RECORDS FOR THE EXERCISE section start
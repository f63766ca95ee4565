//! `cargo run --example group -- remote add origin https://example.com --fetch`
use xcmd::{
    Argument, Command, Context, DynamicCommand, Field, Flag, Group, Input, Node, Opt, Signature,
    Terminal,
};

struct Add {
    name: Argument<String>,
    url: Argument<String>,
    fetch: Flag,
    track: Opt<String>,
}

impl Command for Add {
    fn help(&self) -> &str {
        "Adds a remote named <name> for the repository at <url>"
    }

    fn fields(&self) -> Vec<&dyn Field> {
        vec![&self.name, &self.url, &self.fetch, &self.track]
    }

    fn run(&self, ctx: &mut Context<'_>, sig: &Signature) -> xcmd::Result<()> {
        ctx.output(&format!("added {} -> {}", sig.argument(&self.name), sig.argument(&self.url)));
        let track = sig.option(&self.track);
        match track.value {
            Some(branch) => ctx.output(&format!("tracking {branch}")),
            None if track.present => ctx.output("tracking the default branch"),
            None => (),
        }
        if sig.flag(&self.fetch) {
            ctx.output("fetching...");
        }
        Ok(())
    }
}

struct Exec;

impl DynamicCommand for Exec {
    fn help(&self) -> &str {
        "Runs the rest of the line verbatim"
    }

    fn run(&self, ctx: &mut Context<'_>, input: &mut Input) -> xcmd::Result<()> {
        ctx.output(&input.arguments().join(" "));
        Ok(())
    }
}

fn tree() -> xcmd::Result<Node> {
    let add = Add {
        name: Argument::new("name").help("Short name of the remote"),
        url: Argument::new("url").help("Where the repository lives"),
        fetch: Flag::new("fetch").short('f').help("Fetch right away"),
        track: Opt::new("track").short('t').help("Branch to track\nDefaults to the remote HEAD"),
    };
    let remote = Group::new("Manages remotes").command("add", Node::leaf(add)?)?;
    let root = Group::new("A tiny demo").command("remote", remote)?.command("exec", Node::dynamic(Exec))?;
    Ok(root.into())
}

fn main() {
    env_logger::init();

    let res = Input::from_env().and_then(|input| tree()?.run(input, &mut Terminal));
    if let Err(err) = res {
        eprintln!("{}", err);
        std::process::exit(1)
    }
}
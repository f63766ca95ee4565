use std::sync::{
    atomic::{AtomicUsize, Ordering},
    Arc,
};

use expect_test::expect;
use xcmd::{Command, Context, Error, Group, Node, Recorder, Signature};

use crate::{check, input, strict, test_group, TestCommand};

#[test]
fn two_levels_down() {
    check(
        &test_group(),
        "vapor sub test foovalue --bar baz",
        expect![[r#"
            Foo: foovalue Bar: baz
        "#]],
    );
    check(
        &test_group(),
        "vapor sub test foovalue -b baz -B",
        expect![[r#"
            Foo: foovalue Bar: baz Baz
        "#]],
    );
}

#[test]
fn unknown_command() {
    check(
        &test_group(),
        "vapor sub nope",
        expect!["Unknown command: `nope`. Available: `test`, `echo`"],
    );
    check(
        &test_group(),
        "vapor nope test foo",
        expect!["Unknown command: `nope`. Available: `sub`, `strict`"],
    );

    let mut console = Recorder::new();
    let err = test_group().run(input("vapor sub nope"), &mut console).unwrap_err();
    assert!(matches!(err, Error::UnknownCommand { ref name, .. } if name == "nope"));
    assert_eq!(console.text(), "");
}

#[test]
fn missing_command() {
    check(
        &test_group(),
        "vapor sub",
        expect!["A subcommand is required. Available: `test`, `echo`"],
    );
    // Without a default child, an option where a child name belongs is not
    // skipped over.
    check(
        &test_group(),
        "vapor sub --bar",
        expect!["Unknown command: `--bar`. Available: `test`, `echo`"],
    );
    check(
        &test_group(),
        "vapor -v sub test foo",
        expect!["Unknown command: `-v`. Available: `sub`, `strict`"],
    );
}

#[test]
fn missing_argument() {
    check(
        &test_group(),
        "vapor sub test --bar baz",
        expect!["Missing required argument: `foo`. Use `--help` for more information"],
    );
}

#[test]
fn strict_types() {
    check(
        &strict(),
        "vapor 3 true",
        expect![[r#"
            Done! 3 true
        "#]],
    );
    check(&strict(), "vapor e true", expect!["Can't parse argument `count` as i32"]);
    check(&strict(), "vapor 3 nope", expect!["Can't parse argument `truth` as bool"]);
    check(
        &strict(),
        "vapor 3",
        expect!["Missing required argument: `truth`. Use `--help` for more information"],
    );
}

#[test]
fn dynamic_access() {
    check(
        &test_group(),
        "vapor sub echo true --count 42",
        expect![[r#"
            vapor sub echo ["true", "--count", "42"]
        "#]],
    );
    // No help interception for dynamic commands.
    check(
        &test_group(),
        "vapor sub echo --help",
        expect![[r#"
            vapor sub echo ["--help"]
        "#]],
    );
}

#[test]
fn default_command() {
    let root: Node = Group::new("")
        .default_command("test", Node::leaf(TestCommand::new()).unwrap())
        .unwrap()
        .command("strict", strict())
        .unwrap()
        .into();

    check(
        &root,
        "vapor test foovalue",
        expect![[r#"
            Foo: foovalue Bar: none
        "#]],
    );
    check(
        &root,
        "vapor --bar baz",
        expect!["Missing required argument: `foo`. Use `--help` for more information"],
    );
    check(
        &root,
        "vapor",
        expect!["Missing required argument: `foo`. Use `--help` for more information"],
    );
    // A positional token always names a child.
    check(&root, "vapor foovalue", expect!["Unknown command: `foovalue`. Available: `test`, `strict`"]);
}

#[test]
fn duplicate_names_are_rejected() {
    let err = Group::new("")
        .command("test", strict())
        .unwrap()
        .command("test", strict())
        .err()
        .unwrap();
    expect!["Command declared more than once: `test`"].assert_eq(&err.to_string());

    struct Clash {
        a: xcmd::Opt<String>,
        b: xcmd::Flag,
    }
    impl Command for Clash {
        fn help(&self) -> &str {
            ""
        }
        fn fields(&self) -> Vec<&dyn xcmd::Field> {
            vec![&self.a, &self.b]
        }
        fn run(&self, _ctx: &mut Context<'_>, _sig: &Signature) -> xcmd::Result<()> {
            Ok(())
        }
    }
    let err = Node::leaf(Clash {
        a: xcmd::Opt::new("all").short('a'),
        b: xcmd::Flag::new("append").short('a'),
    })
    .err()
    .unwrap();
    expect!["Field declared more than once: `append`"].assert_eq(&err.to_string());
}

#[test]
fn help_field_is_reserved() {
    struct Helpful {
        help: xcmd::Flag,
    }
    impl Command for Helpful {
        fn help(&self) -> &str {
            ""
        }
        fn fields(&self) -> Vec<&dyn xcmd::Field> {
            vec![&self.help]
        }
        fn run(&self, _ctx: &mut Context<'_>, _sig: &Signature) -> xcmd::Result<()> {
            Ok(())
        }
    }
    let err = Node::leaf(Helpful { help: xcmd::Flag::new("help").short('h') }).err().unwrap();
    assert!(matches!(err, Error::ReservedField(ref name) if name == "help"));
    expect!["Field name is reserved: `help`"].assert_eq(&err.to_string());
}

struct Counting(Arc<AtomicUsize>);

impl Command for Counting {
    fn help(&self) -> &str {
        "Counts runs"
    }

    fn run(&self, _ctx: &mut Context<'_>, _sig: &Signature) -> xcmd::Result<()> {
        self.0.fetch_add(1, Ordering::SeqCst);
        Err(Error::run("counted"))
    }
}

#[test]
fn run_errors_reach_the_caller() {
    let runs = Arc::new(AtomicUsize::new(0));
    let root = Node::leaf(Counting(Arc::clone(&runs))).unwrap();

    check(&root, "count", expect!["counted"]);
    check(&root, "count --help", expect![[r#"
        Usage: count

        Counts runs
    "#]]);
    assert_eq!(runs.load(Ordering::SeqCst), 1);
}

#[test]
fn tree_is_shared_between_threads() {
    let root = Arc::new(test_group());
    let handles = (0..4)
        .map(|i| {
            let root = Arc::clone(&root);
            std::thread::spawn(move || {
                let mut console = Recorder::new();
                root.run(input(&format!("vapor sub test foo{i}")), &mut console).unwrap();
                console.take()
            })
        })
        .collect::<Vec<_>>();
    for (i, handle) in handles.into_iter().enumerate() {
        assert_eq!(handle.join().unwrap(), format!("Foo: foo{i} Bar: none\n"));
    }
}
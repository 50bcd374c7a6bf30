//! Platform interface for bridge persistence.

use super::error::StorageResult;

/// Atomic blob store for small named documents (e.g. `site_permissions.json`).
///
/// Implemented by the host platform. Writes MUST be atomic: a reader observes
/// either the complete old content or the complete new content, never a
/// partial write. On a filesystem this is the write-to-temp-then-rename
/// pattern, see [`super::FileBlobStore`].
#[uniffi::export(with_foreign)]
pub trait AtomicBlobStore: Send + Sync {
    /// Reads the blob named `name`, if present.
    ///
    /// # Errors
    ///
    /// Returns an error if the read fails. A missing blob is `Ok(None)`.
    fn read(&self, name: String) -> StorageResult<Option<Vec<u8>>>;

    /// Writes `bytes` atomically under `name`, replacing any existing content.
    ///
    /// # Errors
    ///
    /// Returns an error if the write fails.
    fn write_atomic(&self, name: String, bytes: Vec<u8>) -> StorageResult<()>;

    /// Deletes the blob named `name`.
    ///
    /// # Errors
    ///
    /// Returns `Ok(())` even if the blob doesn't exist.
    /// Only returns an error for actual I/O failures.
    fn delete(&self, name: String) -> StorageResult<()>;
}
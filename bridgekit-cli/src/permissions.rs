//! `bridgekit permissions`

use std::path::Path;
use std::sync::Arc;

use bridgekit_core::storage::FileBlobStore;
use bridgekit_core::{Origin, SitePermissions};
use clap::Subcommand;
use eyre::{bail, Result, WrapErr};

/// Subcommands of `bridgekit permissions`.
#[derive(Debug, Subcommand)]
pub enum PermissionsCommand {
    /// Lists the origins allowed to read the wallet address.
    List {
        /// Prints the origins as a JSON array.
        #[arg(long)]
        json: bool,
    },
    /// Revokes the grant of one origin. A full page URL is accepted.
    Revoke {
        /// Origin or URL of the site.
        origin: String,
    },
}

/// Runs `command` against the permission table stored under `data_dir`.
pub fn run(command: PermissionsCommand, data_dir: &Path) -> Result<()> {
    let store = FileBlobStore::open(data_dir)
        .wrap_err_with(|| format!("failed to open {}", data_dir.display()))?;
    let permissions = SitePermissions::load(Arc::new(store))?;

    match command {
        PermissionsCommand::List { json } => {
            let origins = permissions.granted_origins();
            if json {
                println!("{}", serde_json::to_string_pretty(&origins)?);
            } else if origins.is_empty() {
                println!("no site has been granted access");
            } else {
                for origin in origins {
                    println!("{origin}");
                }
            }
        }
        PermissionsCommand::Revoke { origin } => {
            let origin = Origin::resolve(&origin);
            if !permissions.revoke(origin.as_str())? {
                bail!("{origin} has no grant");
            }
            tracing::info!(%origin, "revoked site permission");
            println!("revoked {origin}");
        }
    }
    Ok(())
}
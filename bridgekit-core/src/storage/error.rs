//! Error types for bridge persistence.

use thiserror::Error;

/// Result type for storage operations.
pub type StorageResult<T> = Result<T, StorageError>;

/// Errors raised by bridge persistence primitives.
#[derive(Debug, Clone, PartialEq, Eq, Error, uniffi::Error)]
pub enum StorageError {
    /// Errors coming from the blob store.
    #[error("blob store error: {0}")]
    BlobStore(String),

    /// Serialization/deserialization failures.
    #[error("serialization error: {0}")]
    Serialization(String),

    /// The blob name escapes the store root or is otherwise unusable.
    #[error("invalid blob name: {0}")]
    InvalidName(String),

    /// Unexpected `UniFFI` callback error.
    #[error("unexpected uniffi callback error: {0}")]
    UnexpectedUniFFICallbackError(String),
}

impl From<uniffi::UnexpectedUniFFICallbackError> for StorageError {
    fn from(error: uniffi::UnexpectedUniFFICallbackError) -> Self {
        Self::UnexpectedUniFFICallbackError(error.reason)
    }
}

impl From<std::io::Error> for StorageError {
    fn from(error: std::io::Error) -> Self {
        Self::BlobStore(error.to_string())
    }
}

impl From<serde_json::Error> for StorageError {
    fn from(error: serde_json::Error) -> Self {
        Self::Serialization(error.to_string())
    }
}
RECORDS FOR THE EXERCISE section end
RECORDS FOR THE EXERCISE section start
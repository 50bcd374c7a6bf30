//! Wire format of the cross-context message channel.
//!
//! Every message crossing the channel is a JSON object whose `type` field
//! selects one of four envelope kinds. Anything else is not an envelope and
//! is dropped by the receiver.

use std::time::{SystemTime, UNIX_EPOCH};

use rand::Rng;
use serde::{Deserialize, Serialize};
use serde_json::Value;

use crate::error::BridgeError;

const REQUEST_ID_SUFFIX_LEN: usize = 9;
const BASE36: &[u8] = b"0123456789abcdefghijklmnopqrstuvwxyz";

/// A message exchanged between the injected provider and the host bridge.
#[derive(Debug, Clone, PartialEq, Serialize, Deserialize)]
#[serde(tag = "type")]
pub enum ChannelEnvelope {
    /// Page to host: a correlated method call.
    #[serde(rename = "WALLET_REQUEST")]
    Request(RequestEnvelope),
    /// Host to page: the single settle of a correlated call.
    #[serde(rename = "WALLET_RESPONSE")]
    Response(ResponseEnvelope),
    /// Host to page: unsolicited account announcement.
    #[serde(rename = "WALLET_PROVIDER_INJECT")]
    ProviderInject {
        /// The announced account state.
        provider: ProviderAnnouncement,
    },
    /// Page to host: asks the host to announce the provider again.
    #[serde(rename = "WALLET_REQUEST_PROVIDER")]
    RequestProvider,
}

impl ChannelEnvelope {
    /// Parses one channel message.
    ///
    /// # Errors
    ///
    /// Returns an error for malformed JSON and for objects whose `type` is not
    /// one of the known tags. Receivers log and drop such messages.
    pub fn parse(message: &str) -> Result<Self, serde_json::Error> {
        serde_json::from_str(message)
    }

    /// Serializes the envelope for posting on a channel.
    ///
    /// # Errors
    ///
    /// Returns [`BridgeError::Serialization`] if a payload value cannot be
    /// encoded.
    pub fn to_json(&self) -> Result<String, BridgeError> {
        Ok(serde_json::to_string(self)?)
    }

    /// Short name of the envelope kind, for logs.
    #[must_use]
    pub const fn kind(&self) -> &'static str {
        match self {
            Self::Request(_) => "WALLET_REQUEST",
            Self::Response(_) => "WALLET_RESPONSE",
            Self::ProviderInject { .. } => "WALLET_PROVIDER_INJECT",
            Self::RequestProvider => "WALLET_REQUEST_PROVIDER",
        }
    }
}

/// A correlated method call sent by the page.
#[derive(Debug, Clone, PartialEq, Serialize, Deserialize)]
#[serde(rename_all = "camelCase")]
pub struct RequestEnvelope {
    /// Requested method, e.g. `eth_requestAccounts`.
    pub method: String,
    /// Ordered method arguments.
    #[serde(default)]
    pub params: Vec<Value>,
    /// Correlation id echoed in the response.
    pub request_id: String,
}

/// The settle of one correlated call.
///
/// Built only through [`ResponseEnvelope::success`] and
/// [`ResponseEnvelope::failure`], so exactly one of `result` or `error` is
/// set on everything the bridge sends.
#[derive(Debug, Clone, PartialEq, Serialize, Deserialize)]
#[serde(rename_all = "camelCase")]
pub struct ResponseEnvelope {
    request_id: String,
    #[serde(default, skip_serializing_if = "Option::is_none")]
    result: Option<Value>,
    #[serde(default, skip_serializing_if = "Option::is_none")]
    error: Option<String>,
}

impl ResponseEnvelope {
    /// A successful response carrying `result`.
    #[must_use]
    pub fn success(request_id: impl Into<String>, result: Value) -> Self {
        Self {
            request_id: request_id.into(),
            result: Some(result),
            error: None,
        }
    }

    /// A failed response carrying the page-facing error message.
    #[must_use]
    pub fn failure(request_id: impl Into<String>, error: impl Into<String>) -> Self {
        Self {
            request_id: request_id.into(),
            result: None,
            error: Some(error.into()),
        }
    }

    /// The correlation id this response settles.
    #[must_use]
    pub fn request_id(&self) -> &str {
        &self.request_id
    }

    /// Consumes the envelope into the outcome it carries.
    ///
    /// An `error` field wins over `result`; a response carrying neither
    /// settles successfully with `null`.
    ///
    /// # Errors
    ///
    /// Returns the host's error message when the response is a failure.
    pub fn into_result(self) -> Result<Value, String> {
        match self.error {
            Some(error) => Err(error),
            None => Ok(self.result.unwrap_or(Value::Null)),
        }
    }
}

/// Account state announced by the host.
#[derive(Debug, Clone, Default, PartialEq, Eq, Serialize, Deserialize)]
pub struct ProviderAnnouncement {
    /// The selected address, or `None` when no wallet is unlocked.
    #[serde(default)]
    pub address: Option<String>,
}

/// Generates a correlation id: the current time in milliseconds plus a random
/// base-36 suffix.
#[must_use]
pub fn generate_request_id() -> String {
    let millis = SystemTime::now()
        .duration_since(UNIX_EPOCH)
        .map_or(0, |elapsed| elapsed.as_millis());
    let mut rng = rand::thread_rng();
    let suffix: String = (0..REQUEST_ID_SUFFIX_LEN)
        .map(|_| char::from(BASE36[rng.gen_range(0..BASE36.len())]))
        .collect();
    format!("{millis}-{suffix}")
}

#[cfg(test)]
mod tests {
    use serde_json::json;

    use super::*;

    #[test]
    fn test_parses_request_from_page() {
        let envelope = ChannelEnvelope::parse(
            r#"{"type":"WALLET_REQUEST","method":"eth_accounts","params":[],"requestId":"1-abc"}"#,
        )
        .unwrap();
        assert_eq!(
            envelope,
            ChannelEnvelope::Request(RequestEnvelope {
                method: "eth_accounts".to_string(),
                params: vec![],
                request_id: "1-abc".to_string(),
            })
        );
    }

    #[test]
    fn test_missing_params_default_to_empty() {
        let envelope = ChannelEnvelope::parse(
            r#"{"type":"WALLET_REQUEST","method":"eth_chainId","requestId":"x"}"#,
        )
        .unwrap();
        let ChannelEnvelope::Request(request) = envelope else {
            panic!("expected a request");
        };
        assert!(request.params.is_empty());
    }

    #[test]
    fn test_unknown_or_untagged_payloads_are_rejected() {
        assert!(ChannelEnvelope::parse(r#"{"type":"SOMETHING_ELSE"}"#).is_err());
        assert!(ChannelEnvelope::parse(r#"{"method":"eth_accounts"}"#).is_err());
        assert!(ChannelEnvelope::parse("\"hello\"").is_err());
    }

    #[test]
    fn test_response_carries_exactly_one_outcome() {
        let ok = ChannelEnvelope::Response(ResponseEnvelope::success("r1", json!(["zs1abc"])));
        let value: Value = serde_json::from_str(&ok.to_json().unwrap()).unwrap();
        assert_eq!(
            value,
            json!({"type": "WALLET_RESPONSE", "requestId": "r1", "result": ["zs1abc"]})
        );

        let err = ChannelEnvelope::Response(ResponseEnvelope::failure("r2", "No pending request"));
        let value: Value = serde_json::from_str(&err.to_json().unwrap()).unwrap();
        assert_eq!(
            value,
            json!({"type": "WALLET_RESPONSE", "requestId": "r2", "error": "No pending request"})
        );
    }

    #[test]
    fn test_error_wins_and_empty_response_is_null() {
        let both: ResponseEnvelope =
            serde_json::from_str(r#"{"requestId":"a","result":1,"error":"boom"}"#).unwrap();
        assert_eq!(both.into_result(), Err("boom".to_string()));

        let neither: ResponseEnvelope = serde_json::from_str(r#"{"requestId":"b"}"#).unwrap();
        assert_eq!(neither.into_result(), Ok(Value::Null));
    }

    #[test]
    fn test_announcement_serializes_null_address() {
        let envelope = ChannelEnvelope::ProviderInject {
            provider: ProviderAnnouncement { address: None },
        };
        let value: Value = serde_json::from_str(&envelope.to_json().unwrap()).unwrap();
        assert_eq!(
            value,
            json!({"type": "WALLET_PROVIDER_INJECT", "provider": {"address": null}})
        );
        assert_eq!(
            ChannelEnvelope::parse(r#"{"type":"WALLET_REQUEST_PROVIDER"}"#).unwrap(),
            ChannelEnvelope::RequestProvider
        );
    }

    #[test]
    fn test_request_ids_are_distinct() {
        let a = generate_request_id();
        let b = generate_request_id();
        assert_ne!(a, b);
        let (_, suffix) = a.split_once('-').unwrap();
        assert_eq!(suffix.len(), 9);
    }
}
RECORDS FOR THE EXERCISE section end
WORK TO BE COMPLETED: Copy each line above that has the word "Counting".

OUTPUT BELOW:
struct Counting(Arc<AtomicUsize>);
impl Command for Counting {
    let root = Node::leaf(Counting(Arc::clone(&runs))).unwrap();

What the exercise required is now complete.